We conducted a retrospective study on the charts of all patients evaluated in the Weiner Center for Preoperative Evaluation at the Brigham and Women’s Hospital, Boston, Massachusetts, during the 3-month period from November 1, 2003, through January 31, 2004. The Partners Health Care Institutional Review Board, Boston, Massachusetts, granted approval for the project with a waiver of informed consent given that no identifiable patient information was collected. Patient evaluations for the majority of surgical cases performed at our institution (> 85%) are done in this clinic, with the exception of patients admitted through the emergency room or those already admitted to the hospital (e.g. , intensive care unit patients). Approximately 10% of those referred to the clinic are triaged to be screened by phone based on their overall health status and hospital-based guidelines for preoperative laboratory workup. The visit is scheduled several days to weeks in advance to allow time to locate all necessary records or do additional testing; on occasion, the urgent nature of the surgery or travel requirements of the patient preclude this timing buffer. Potential cancellations and delays in advance of the surgery are discussed with the surgical attending.
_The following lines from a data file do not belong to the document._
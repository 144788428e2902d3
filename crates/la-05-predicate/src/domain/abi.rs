//! # Predicate ABI
//!
//! The JSON ABI emitted by the compiler, reduced to what is needed to check
//! input data and resolve configurables: the type table, the functions and
//! the configurable offsets. Unknown fields are ignored.

use super::arguments::PredicateArgument;
use super::bytecode::ConfigurablePatch;
use super::errors::PredicateError;
use serde::{Deserialize, Serialize};

/// Name of the entry point whose inputs are checked.
const ENTRY_POINT: &str = "main";

#[derive(Debug, Clone, PartialEq, Eq, Serialize, Deserialize)]
#[serde(rename_all = "camelCase")]
pub struct PredicateAbi {
    pub types: Vec<AbiType>,
    pub functions: Vec<AbiFunction>,
    #[serde(default)]
    pub configurables: Vec<AbiConfigurable>,
}

#[derive(Debug, Clone, PartialEq, Eq, Serialize, Deserialize)]
#[serde(rename_all = "camelCase")]
pub struct AbiType {
    pub type_id: usize,
    #[serde(rename = "type")]
    pub type_name: String,
    #[serde(default)]
    pub components: Option<Vec<AbiTypeApplication>>,
    #[serde(default)]
    pub type_parameters: Option<Vec<usize>>,
}

#[derive(Debug, Clone, PartialEq, Eq, Serialize, Deserialize)]
#[serde(rename_all = "camelCase")]
pub struct AbiTypeApplication {
    pub name: String,
    #[serde(rename = "type")]
    pub type_id: usize,
    #[serde(default)]
    pub type_arguments: Option<Vec<AbiTypeApplication>>,
}

#[derive(Debug, Clone, PartialEq, Eq, Serialize, Deserialize)]
#[serde(rename_all = "camelCase")]
pub struct AbiFunction {
    pub name: String,
    pub inputs: Vec<AbiTypeApplication>,
    pub output: AbiTypeApplication,
}

#[derive(Debug, Clone, PartialEq, Eq, Serialize, Deserialize)]
#[serde(rename_all = "camelCase")]
pub struct AbiConfigurable {
    pub name: String,
    pub configurable_type: AbiTypeApplication,
    pub offset: usize,
}

/// Type shapes an argument can be checked against.
#[derive(Debug, Clone, PartialEq, Eq)]
enum Shape {
    Bool,
    Word,
    B256,
    B512,
    Array(Box<Shape>, usize),
}

impl Shape {
    fn accepts(&self, argument: &PredicateArgument) -> bool {
        match (self, argument) {
            (Shape::Bool, PredicateArgument::Bool(_))
            | (Shape::Word, PredicateArgument::U64(_))
            | (Shape::B256, PredicateArgument::B256(_))
            | (Shape::B512, PredicateArgument::B512(_)) => true,
            (Shape::Array(element, len), PredicateArgument::Array(items)) => {
                items.len() == *len && items.iter().all(|item| element.accepts(item))
            }
            _ => false,
        }
    }
}

impl PredicateAbi {
    /// Parse the compiler's JSON ABI.
    pub fn from_json(json: &str) -> Result<Self, PredicateError> {
        serde_json::from_str(json).map_err(|e| PredicateError::InvalidAbi(e.to_string()))
    }

    /// The `main` function.
    pub fn entry_point(&self) -> Result<&AbiFunction, PredicateError> {
        self.functions
            .iter()
            .find(|function| function.name == ENTRY_POINT)
            .ok_or_else(|| PredicateError::InvalidAbi(format!("no `{ENTRY_POINT}` function")))
    }

    /// Check `arguments` against `main`'s inputs: same count, each value of
    /// the declared shape.
    ///
    /// # Errors
    /// - `InputDataMismatch`: wrong count or wrong shape
    /// - `InvalidAbi`: the ABI has no `main` or uses an uncheckable type
    pub fn check_input_data(&self, arguments: &[PredicateArgument]) -> Result<(), PredicateError> {
        let inputs = &self.entry_point()?.inputs;
        if inputs.len() != arguments.len() {
            return Err(PredicateError::InputDataMismatch(format!(
                "`{ENTRY_POINT}` takes {} arguments, got {}",
                inputs.len(),
                arguments.len()
            )));
        }
        for (input, argument) in inputs.iter().zip(arguments) {
            self.check_argument(input, argument)?;
        }
        Ok(())
    }

    /// Encode `value` as a patch for the configurable `name`.
    ///
    /// # Errors
    /// - `InvalidAbi`: no configurable with that name
    /// - `InputDataMismatch`: `value` does not fit its declared type
    pub fn configurable_patch(
        &self,
        name: &str,
        value: &PredicateArgument,
    ) -> Result<ConfigurablePatch, PredicateError> {
        let configurable = self
            .configurables
            .iter()
            .find(|c| c.name == name)
            .ok_or_else(|| PredicateError::InvalidAbi(format!("no configurable `{name}`")))?;
        self.check_argument(&configurable.configurable_type, value)?;

        let mut data = Vec::new();
        value.encode_into(&mut data);
        Ok(ConfigurablePatch::new(configurable.offset, data))
    }

    fn check_argument(
        &self,
        input: &AbiTypeApplication,
        argument: &PredicateArgument,
    ) -> Result<(), PredicateError> {
        let shape = self.shape_of(input.type_id)?;
        if !shape.accepts(argument) {
            return Err(PredicateError::InputDataMismatch(format!(
                "`{}` expects {:?}, got {}",
                input.name, shape, argument
            )));
        }
        Ok(())
    }

    fn type_by_id(&self, type_id: usize) -> Result<&AbiType, PredicateError> {
        self.types
            .iter()
            .find(|t| t.type_id == type_id)
            .ok_or_else(|| PredicateError::InvalidAbi(format!("unknown type id {type_id}")))
    }

    fn shape_of(&self, type_id: usize) -> Result<Shape, PredicateError> {
        let declared = self.type_by_id(type_id)?;
        let name = declared.type_name.as_str();
        match name {
            "bool" => return Ok(Shape::Bool),
            "u8" | "u16" | "u32" | "u64" => return Ok(Shape::Word),
            "b256" => return Ok(Shape::B256),
            "struct B512" | "struct std::b512::B512" => return Ok(Shape::B512),
            _ => {}
        }

        let len = name
            .strip_prefix("[_; ")
            .and_then(|rest| rest.strip_suffix(']'))
            .and_then(|len| len.parse::<usize>().ok())
            .ok_or_else(|| PredicateError::InvalidAbi(format!("unsupported type `{name}`")))?;
        let element = declared
            .components
            .as_ref()
            .and_then(|components| components.first())
            .ok_or_else(|| PredicateError::InvalidAbi(format!("array `{name}` has no element type")))?;
        Ok(Shape::Array(Box::new(self.shape_of(element.type_id)?), len))
    }
}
The Center conducts an average of 1,600 patient visits per month. For most patients seen in the clinic (approximately 80%), the visit consists of having necessary laboratory work collected, an electrocardiogram performed if indicated, as well as a history and physical, anesthesia assessment, and nursing assessment conducted by a nurse practitioner. For insurance reasons, approximately 20% of the patients seen in the clinic have the history and physical done by a physician, with the anesthesia assessment and nursing assessment done by an anesthesia resident and a registered nurse, respectively. An attending anesthesiologist reviews all cases, regardless of who performs the initial assessments, to ensure that each patient is ready for surgery and to determine whether further information is required; this is done before the patient leaves the clinic. An extensive preoperative clinic educational program, as previously described,3ensures alignment among the anesthesia staff regarding the use of guidelines and risk assessment algorithms.

It is our current practice that any patient considered not to be adequately assessed at the time of the visit has his or her chart identified and labeled with the information needed. A clerical assistant aids the attending anesthesiologist in resolving these issues. If information is required from nonaffiliated institutions, charts are filed by the date of their surgery, with a notation of the information needed to be obtained placed on a cover sheet within the chart. The clerical assistant is also responsible for scheduling additional testing if ordered by the attending anesthesiologist. When all information and results are obtained, the information is filed in the chart and given to the attending anesthesiologist for review. Based on the information obtained, the attending anesthesiologist decides whether the patient is ready for surgery. This decision is based on having all of the patient’s data complete and available for surgery. Furthermore, it takes into account the significance of having any missing information. For the purposes of this article, delays were defined as cases that were eventually placed in the operating room schedule at a later date than originally planned, and cancellations were cases that were removed from the operating room schedule, and not rebooked onto the operating room schedule for a 3-month period.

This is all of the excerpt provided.